Sensory gardens can be enjoyed by the wheelchair-confined, paralysis and stroke victims, Alzheimer’s patients and even the blind, says Bruce Zaretsky, president of Zaretsky and Associates, who is certified by the Chicago Botanic Garden in health care garden design. “Since they are designed to be interacted with, you can, for example, touch the leaves, smell the flowers and listen to the wind chimes without using your sight. While we strive to design our healing gardens for physical interaction, this does not in itself make a sensory garden. In our view, all gardens are healing gardens if they make the user slow down, remain calm, spend more time outdoors and ‘stop to smell the roses.’”

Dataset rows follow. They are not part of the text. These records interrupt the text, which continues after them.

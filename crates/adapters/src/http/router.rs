use std::sync::Arc;

use axum::Router;
use axum::extract::DefaultBodyLimit;
use axum::routing::{get, post};
use utoipa::OpenApi;

use super::admission_handler::check_request;
use super::health_handler::{healthz, readyz};
use super::metrics_handler::metrics;
use super::ratelimit_handler::{
    create_rule, get_client_stats, get_history, get_status, list_rules, reset,
};
use super::security_handler::{
    block_ips, create_security_rule, delete_security_rule, get_security_rule,
    rate_limit_resources,
};
use super::state::AppState;

/// Maximum request body size for API endpoints (64 KiB).
const MAX_BODY_SIZE: usize = 64 * 1024;

#[derive(OpenApi)]
#[openapi(
    paths(
        super::admission_handler::check_request,
        super::health_handler::healthz,
        super::health_handler::readyz,
        super::metrics_handler::metrics,
        super::ratelimit_handler::create_rule,
        super::ratelimit_handler::list_rules,
        super::ratelimit_handler::get_status,
        super::ratelimit_handler::get_history,
        super::ratelimit_handler::get_client_stats,
        super::ratelimit_handler::reset,
        super::security_handler::block_ips,
        super::security_handler::rate_limit_resources,
        super::security_handler::create_security_rule,
        super::security_handler::get_security_rule,
        super::security_handler::delete_security_rule,
    ),
    info(
        title = "Admission Control API",
        description = "Rule-driven admission control with event-sourced rate limiting"
    )
)]
pub struct ApiDoc;

/// Build the Axum router with all REST API routes.
///
/// `/healthz`, `/readyz`, and `/metrics` are probe routes; everything else
/// lives under `/api/v1`.
pub fn build_router(state: Arc<AppState>) -> Router {
    let probe_routes = Router::new()
        .route("/healthz", get(healthz))
        .route("/readyz", get(readyz))
        .route("/metrics", get(metrics));

    let api_routes = Router::new()
        .route("/api/v1/check", post(check_request))
        .route("/api/v1/ratelimit/rules", post(create_rule).get(list_rules))
        .route("/api/v1/ratelimit/status", get(get_status))
        .route("/api/v1/ratelimit/history", get(get_history))
        .route("/api/v1/ratelimit/reset", post(reset))
        .route("/api/v1/clients/{client_id}/stats", get(get_client_stats))
        .route("/api/v1/security/block-ips", post(block_ips))
        .route(
            "/api/v1/security/rate-limit-resources",
            post(rate_limit_resources),
        )
        .route("/api/v1/security/rules", post(create_security_rule))
        .route(
            "/api/v1/security/rules/{id}",
            get(get_security_rule).delete(delete_security_rule),
        )
        .layer(DefaultBodyLimit::max(MAX_BODY_SIZE));

    probe_routes.merge(api_routes).with_state(state)
}

#[cfg(test)]
mod tests {
    use super::*;

    #[test]
    fn openapi_document_lists_all_routes() {
        let doc = ApiDoc::openapi();
        let paths: Vec<&String> = doc.paths.paths.keys().collect();
        assert!(paths.iter().any(|p| p.as_str() == "/api/v1/check"));
        assert!(paths.iter().any(|p| p.as_str() == "/api/v1/ratelimit/rules"));
        assert!(
            paths
                .iter()
                .any(|p| p.as_str() == "/api/v1/security/block-ips")
        );
        assert!(paths.iter().any(|p| p.as_str() == "/healthz"));
    }
}
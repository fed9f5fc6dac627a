use std::path::Path;
use std::sync::Arc;

use adapters::bus::{InMemoryEventBus, LogRuleEventSink};
use adapters::clock::SystemClock;
use adapters::http::router::build_router;
use adapters::http::state::AppState;
use adapters::storage::{
    InMemoryEventStore, InMemoryRateLimitRuleStore, InMemoryReadModel, InMemorySecurityRuleStore,
};
use anyhow::{Context, Result};
use application::admission_service_impl::AdmissionService;
use application::bootstrap::seed_defaults;
use application::command::CommandHandler;
use application::limiter_service_impl::RateLimiterService;
use application::projection::{ProjectionSink, spawn_projection};
use application::query::QueryHandler;
use application::rule_service_impl::RuleEngineService;
use infrastructure::config::ServiceConfig;
use infrastructure::logging::init_logging;
use infrastructure::metrics::ServiceMetrics;
use ports::secondary::clock::Clock;
use ports::secondary::event_sink::EventSink;
use ports::secondary::metrics_port::MetricsPort;

use crate::cli::Cli;
use crate::shutdown::Shutdown;

/// Load configuration, wire the decision pipeline, and serve until a
/// shutdown signal arrives.
pub async fn run(cli: &Cli) -> Result<()> {
    let mut config = load_config(&cli.config)?;
    if let Some(ref listen) = cli.listen {
        config.server.listen = listen.clone();
        config.validate().context("invalid listen override")?;
    }
    let level = cli.log_level.unwrap_or(config.log.level);
    let format = cli.log_format.unwrap_or(config.log.format);
    init_logging(level, format).context("failed to initialize logging")?;

    tracing::info!(
        version = env!("CARGO_PKG_VERSION"),
        listen = %config.server.listen,
        "admission control service starting"
    );

    let metrics = Arc::new(ServiceMetrics::new());
    let clock: Arc<dyn Clock> = Arc::new(SystemClock::new());

    // Stores and bus.
    let event_store = Arc::new(InMemoryEventStore::new());
    let rate_limit_rules = Arc::new(InMemoryRateLimitRuleStore::new());
    let security_rules = Arc::new(InMemorySecurityRuleStore::new());
    let read_model = Arc::new(InMemoryReadModel::new(Arc::clone(&clock)));
    let bus = Arc::new(InMemoryEventBus::new(
        config.bus.capacity,
        Arc::clone(&metrics) as Arc<dyn MetricsPort>,
    ));

    // Write path folds into the read model inline and fans out on the bus;
    // the bus-driven projection below covers any additional subscribers and
    // is idempotent with the inline fold.
    let sink: Arc<dyn EventSink> = Arc::new(ProjectionSink::new(
        Arc::clone(&read_model) as _,
        Arc::clone(&bus) as _,
    ));

    let shutdown = Shutdown::new();
    shutdown.listen_for_signals();
    let projection = spawn_projection(
        bus.subscribe("*"),
        Arc::clone(&read_model) as _,
        shutdown.token(),
    );

    // Handlers and services.
    let commands = CommandHandler::new(
        Arc::clone(&event_store) as _,
        Arc::clone(&rate_limit_rules) as _,
        sink,
        Arc::clone(&clock),
    );
    let queries = QueryHandler::new(
        Arc::clone(&read_model) as _,
        Arc::clone(&rate_limit_rules) as _,
    );
    let limiter = RateLimiterService::new(commands, queries, Arc::clone(&clock));
    let rule_engine = RuleEngineService::new(
        Arc::clone(&security_rules) as _,
        Arc::new(LogRuleEventSink::new()),
        Arc::clone(&metrics) as _,
    );
    let admission = Arc::new(AdmissionService::new(
        limiter,
        rule_engine,
        Arc::clone(&rate_limit_rules) as _,
        Arc::clone(&metrics) as _,
        Arc::clone(&clock),
    ));

    if config.seed.defaults && !cli.no_seed {
        seed_defaults(admission.limiter(), admission.rule_engine(), clock.now())
            .context("failed to seed default configuration")?;
    }

    let state = Arc::new(AppState::new(admission, metrics, Arc::clone(&clock)));
    let router = build_router(state);

    let listener = tokio::net::TcpListener::bind(&config.server.listen)
        .await
        .with_context(|| format!("failed to bind {}", config.server.listen))?;
    tracing::info!(addr = %config.server.listen, "HTTP server listening");

    let server_shutdown = shutdown.token();
    axum::serve(listener, router)
        .with_graceful_shutdown(async move { server_shutdown.cancelled().await })
        .await
        .context("HTTP server failed")?;

    shutdown.trigger();
    if let Err(err) = projection.await {
        tracing::warn!(error = %err, "projection task did not shut down cleanly");
    }
    tracing::info!("admission control service stopped");
    Ok(())
}

fn load_config(path: &str) -> Result<ServiceConfig> {
    if Path::new(path).exists() {
        ServiceConfig::from_file(path).with_context(|| format!("failed to load config {path}"))
    } else {
        // Missing config is fine for local runs; defaults cover everything.
        Ok(ServiceConfig::default())
    }
}
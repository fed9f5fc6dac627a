//! Service configuration loaded from YAML.

mod common;

pub use common::ConfigError;

use std::path::Path;

use clap::ValueEnum;
use serde::{Deserialize, Serialize};

/// Log verbosity threshold.
#[derive(Debug, Clone, Copy, PartialEq, Eq, Serialize, Deserialize, ValueEnum)]
#[serde(rename_all = "lowercase")]
pub enum LogLevel {
    Error,
    Warn,
    Info,
    Debug,
    Trace,
}

impl LogLevel {
    pub fn as_str(self) -> &'static str {
        match self {
            Self::Error => "error",
            Self::Warn => "warn",
            Self::Info => "info",
            Self::Debug => "debug",
            Self::Trace => "trace",
        }
    }
}

/// Log output format.
#[derive(Debug, Clone, Copy, PartialEq, Eq, Serialize, Deserialize, ValueEnum)]
#[serde(rename_all = "lowercase")]
pub enum LogFormat {
    /// Flattened JSON for log aggregators.
    Json,
    /// Human-readable colored output for development.
    Text,
}

#[derive(Debug, Clone, Serialize, Deserialize)]
pub struct ServerSection {
    /// Socket address the HTTP server binds.
    #[serde(default = "default_listen")]
    pub listen: String,
}

fn default_listen() -> String {
    "0.0.0.0:8081".to_string()
}

impl Default for ServerSection {
    fn default() -> Self {
        Self {
            listen: default_listen(),
        }
    }
}

#[derive(Debug, Clone, Serialize, Deserialize)]
pub struct LogSection {
    #[serde(default = "default_log_level")]
    pub level: LogLevel,
    #[serde(default = "default_log_format")]
    pub format: LogFormat,
}

fn default_log_level() -> LogLevel {
    LogLevel::Info
}

fn default_log_format() -> LogFormat {
    LogFormat::Json
}

impl Default for LogSection {
    fn default() -> Self {
        Self {
            level: default_log_level(),
            format: default_log_format(),
        }
    }
}

#[derive(Debug, Clone, Serialize, Deserialize)]
pub struct BusSection {
    /// Per-subscriber channel capacity; full channels drop events.
    #[serde(default = "default_bus_capacity")]
    pub capacity: usize,
}

fn default_bus_capacity() -> usize {
    100
}

impl Default for BusSection {
    fn default() -> Self {
        Self {
            capacity: default_bus_capacity(),
        }
    }
}

#[derive(Debug, Clone, Serialize, Deserialize)]
pub struct SeedSection {
    /// Install the default rate-limit and security rules at startup.
    #[serde(default = "common::default_true")]
    pub defaults: bool,
}

impl Default for SeedSection {
    fn default() -> Self {
        Self { defaults: true }
    }
}

/// Top-level configuration of the admission service.
#[derive(Debug, Clone, Default, Serialize, Deserialize)]
pub struct ServiceConfig {
    #[serde(default)]
    pub server: ServerSection,
    #[serde(default)]
    pub log: LogSection,
    #[serde(default)]
    pub bus: BusSection,
    #[serde(default)]
    pub seed: SeedSection,
}

impl ServiceConfig {
    pub fn from_yaml(input: &str) -> Result<Self, ConfigError> {
        let config: Self = serde_yaml_ng::from_str(input)?;
        config.validate()?;
        Ok(config)
    }

    pub fn from_file(path: impl AsRef<Path>) -> Result<Self, ConfigError> {
        let raw = std::fs::read_to_string(path)?;
        Self::from_yaml(&raw)
    }

    pub fn validate(&self) -> Result<(), ConfigError> {
        if self.server.listen.is_empty() {
            return Err(ConfigError::Validation {
                field: "server.listen".to_string(),
                message: "listen address must not be empty".to_string(),
            });
        }
        if self.server.listen.parse::<std::net::SocketAddr>().is_err() {
            return Err(ConfigError::Validation {
                field: "server.listen".to_string(),
                message: format!("'{}' is not a socket address", self.server.listen),
            });
        }
        if self.bus.capacity == 0 {
            return Err(ConfigError::Validation {
                field: "bus.capacity".to_string(),
                message: "capacity must be > 0".to_string(),
            });
        }
        Ok(())
    }
}
use std::sync::Arc;

use axum::Json;
use axum::extract::State;
use serde::Serialize;
use utoipa::ToSchema;

use super::state::AppState;

#[derive(Serialize, ToSchema)]
pub struct HealthResponse {
    #[schema(value_type = String)]
    pub status: &'static str,
    #[schema(value_type = String)]
    pub service: &'static str,
    #[schema(value_type = String)]
    pub version: &'static str,
    pub uptime_secs: u64,
}

/// `GET /healthz` — liveness probe.
#[utoipa::path(
    get, path = "/healthz",
    tag = "Health",
    responses((status = 200, description = "Service is live", body = HealthResponse))
)]
pub async fn healthz(State(state): State<Arc<AppState>>) -> Json<HealthResponse> {
    Json(HealthResponse {
        status: "healthy",
        service: "admission-control",
        version: state.version,
        uptime_secs: state.start_time.elapsed().as_secs(),
    })
}

/// `GET /readyz` — readiness probe.
#[utoipa::path(
    get, path = "/readyz",
    tag = "Health",
    responses((status = 200, description = "Service is ready", body = HealthResponse))
)]
pub async fn readyz(State(state): State<Arc<AppState>>) -> Json<HealthResponse> {
    Json(HealthResponse {
        status: "ready",
        service: "admission-control",
        version: state.version,
        uptime_secs: state.start_time.elapsed().as_secs(),
    })
}
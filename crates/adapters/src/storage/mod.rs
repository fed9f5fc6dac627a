pub mod memory_event_store;
pub mod memory_rate_limit_rules;
pub mod memory_read_model;
pub mod memory_security_rules;

pub use memory_event_store::InMemoryEventStore;
pub use memory_rate_limit_rules::InMemoryRateLimitRuleStore;
pub use memory_read_model::InMemoryReadModel;
pub use memory_security_rules::InMemorySecurityRuleStore;
use domain::common::entity::RuleId;
use domain::common::error::DomainError;
use domain::rules::entity::{Rule, RuleType};

/// Store for security rules consumed by the rule engine.
///
/// Iteration yields snapshots, never live views, so callers may hold the
/// results across their own locking.
pub trait SecurityRuleStore: Send + Sync {
    /// All enabled rules, in a stable store order. Priority ordering is the
    /// engine's concern, not the store's.
    fn get_active_rules(&self) -> Result<Vec<Rule>, DomainError>;

    /// All rules of one type, enabled or not.
    fn get_rules_by_type(&self, rule_type: RuleType) -> Result<Vec<Rule>, DomainError>;

    /// All rules carrying at least one of the given tags.
    fn get_rules_by_tags(&self, tags: &[String]) -> Result<Vec<Rule>, DomainError>;

    /// Insert or overwrite a rule by id.
    fn save_rule(&self, rule: Rule) -> Result<(), DomainError>;

    /// Replace an existing rule; fails with `NotFound` if the id is absent.
    fn update_rule(&self, rule: Rule) -> Result<(), DomainError>;

    /// Remove a rule; fails with `NotFound` if the id is absent.
    fn delete_rule(&self, id: &RuleId) -> Result<(), DomainError>;

    fn get_rule_by_id(&self, id: &RuleId) -> Result<Rule, DomainError>;
}
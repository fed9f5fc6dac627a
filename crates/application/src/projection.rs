use std::sync::Arc;

use domain::common::error::DomainError;
use domain::ratelimit::event::RateLimitEvent;
use ports::secondary::event_sink::EventSink;
use ports::secondary::read_model_store::ReadModelStore;
use tokio::sync::mpsc;
use tokio::task::JoinHandle;
use tokio_util::sync::CancellationToken;

/// Sink that folds events into the read model on the write path, then
/// forwards them to the bus.
///
/// The inline fold makes the status projection consistent with the event
/// store at the moment a command returns; bus subscribers remain
/// best-effort. The read model dedups by `(aggregate_id, version)`, so an
/// event also delivered through a bus-driven projection is folded once.
pub struct ProjectionSink {
    read_model: Arc<dyn ReadModelStore>,
    downstream: Arc<dyn EventSink>,
}

impl ProjectionSink {
    pub fn new(read_model: Arc<dyn ReadModelStore>, downstream: Arc<dyn EventSink>) -> Self {
        Self {
            read_model,
            downstream,
        }
    }
}

impl EventSink for ProjectionSink {
    fn publish(&self, event: &RateLimitEvent) -> Result<(), DomainError> {
        if let Err(err) = self.read_model.apply_event(event) {
            tracing::warn!(
                event_id = %event.meta().id,
                error = %err,
                "read model projection failed"
            );
        }
        self.downstream.publish(event)
    }
}

/// Consume a bus subscription into the read model until the channel closes
/// or shutdown is requested.
pub fn spawn_projection(
    mut events: mpsc::Receiver<RateLimitEvent>,
    read_model: Arc<dyn ReadModelStore>,
    shutdown: CancellationToken,
) -> JoinHandle<()> {
    tokio::spawn(async move {
        loop {
            tokio::select! {
                () = shutdown.cancelled() => {
                    tracing::debug!("projection shutting down");
                    break;
                }
                event = events.recv() => {
                    let Some(event) = event else {
                        tracing::debug!("projection channel closed");
                        break;
                    };
                    if let Err(err) = read_model.apply_event(&event) {
                        tracing::warn!(
                            event_id = %event.meta().id,
                            error = %err,
                            "read model projection failed"
                        );
                    }
                }
            }
        }
    })
}
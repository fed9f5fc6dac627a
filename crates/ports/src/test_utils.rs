use std::sync::Mutex;
use std::time::{Duration, SystemTime};

use domain::common::error::DomainError;
use domain::ratelimit::event::RateLimitEvent;
use domain::rules::entity::RuleEvaluationResult;

use crate::secondary::clock::Clock;
use crate::secondary::event_sink::{EventSink, RuleEventSink};
use crate::secondary::metrics_port::{AdmissionMetrics, EventMetrics, RuleMetrics};

/// No-op implementation of all metrics sub-traits for use in tests.
pub struct NoopMetrics;

impl AdmissionMetrics for NoopMetrics {}
impl RuleMetrics for NoopMetrics {}
impl EventMetrics for NoopMetrics {}

/// Event sink that discards everything.
pub struct NoopEventSink;

impl EventSink for NoopEventSink {
    fn publish(&self, _event: &RateLimitEvent) -> Result<(), DomainError> {
        Ok(())
    }
}

impl RuleEventSink for NoopEventSink {
    fn publish_rule_evaluated(&self, _result: &RuleEvaluationResult) -> Result<(), DomainError> {
        Ok(())
    }

    fn publish_rule_matched(&self, _result: &RuleEvaluationResult) -> Result<(), DomainError> {
        Ok(())
    }
}

/// Hand-driven clock for deterministic window math in tests.
pub struct ManualClock {
    now: Mutex<SystemTime>,
}

impl ManualClock {
    pub fn starting_at(now: SystemTime) -> Self {
        Self {
            now: Mutex::new(now),
        }
    }

    pub fn advance(&self, by: Duration) {
        let mut now = self.now.lock().expect("clock lock poisoned");
        *now += by;
    }

    pub fn set(&self, to: SystemTime) {
        let mut now = self.now.lock().expect("clock lock poisoned");
        *now = to;
    }
}

impl Clock for ManualClock {
    fn now(&self) -> SystemTime {
        *self.now.lock().expect("clock lock poisoned")
    }
}
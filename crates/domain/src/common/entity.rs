use serde::{Deserialize, Serialize};

/// Longest accepted rule identifier, in bytes.
pub const MAX_RULE_ID_LEN: usize = 128;

/// Namespace prefix of rules installed by matched `rate_limit` actions.
const DYNAMIC_PREFIX: &str = "dyn-";

/// Identifier shared by security rules and rate-limit rules.
///
/// Operator-supplied ids are slug-like (`block-suspicious-agents`,
/// `rule-<uuid>`). Rules installed dynamically by the admission pipeline
/// live in the `dyn-<resource>` namespace, one per resource, so a repeated
/// install overwrites instead of accumulating.
#[derive(Debug, Clone, PartialEq, Eq, Hash, Serialize, Deserialize)]
pub struct RuleId(pub String);

impl RuleId {
    /// The id of the dynamic rate-limit rule for a resource.
    pub fn dynamic(resource: &str) -> Self {
        Self(format!("{DYNAMIC_PREFIX}{resource}"))
    }

    /// Whether this id lives in the dynamic-rule namespace.
    pub fn is_dynamic(&self) -> bool {
        self.0.starts_with(DYNAMIC_PREFIX)
    }

    /// Validate the id shape: non-empty, at most `MAX_RULE_ID_LEN` bytes,
    /// starting with an alphanumeric character, and limited to
    /// alphanumerics plus `-`, `_`, `.`, `:` and `/`. Resource names flow
    /// into dynamic ids, so path-like segments are accepted.
    pub fn validate(&self) -> Result<(), &'static str> {
        if self.0.is_empty() {
            return Err("rule ID must not be empty");
        }
        if self.0.len() > MAX_RULE_ID_LEN {
            return Err("rule ID is too long");
        }
        if !self.0.chars().next().is_some_and(char::is_alphanumeric) {
            return Err("rule ID must start with an alphanumeric character");
        }
        if !self
            .0
            .chars()
            .all(|c| c.is_alphanumeric() || matches!(c, '-' | '_' | '.' | ':' | '/'))
        {
            return Err("rule ID contains unsupported characters");
        }
        Ok(())
    }
}

impl std::fmt::Display for RuleId {
    fn fmt(&self, f: &mut std::fmt::Formatter<'_>) -> std::fmt::Result {
        write!(f, "{}", self.0)
    }
}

Zaretsky has designed sensory gardens not only for hospitals and clinics, but also for equine therapy facilities and animal shelters. He has even created private outdoor residential spaces for families of children receiving outpatient care.

“It has been scientifically documented that garden views and the gardens themselves shorten the length of hospital stays, reduce the amount of pain medication needed and improve the mental well-being of patients,” Zaretsky says. “Natural habitats act as therapeutic, healing tools, lowering blood pressure and reducing stress. But these environments are not just beneficial for patients, they are also there to allow staff and patients’ families to decompress. Nature heals all it’s just that simple.”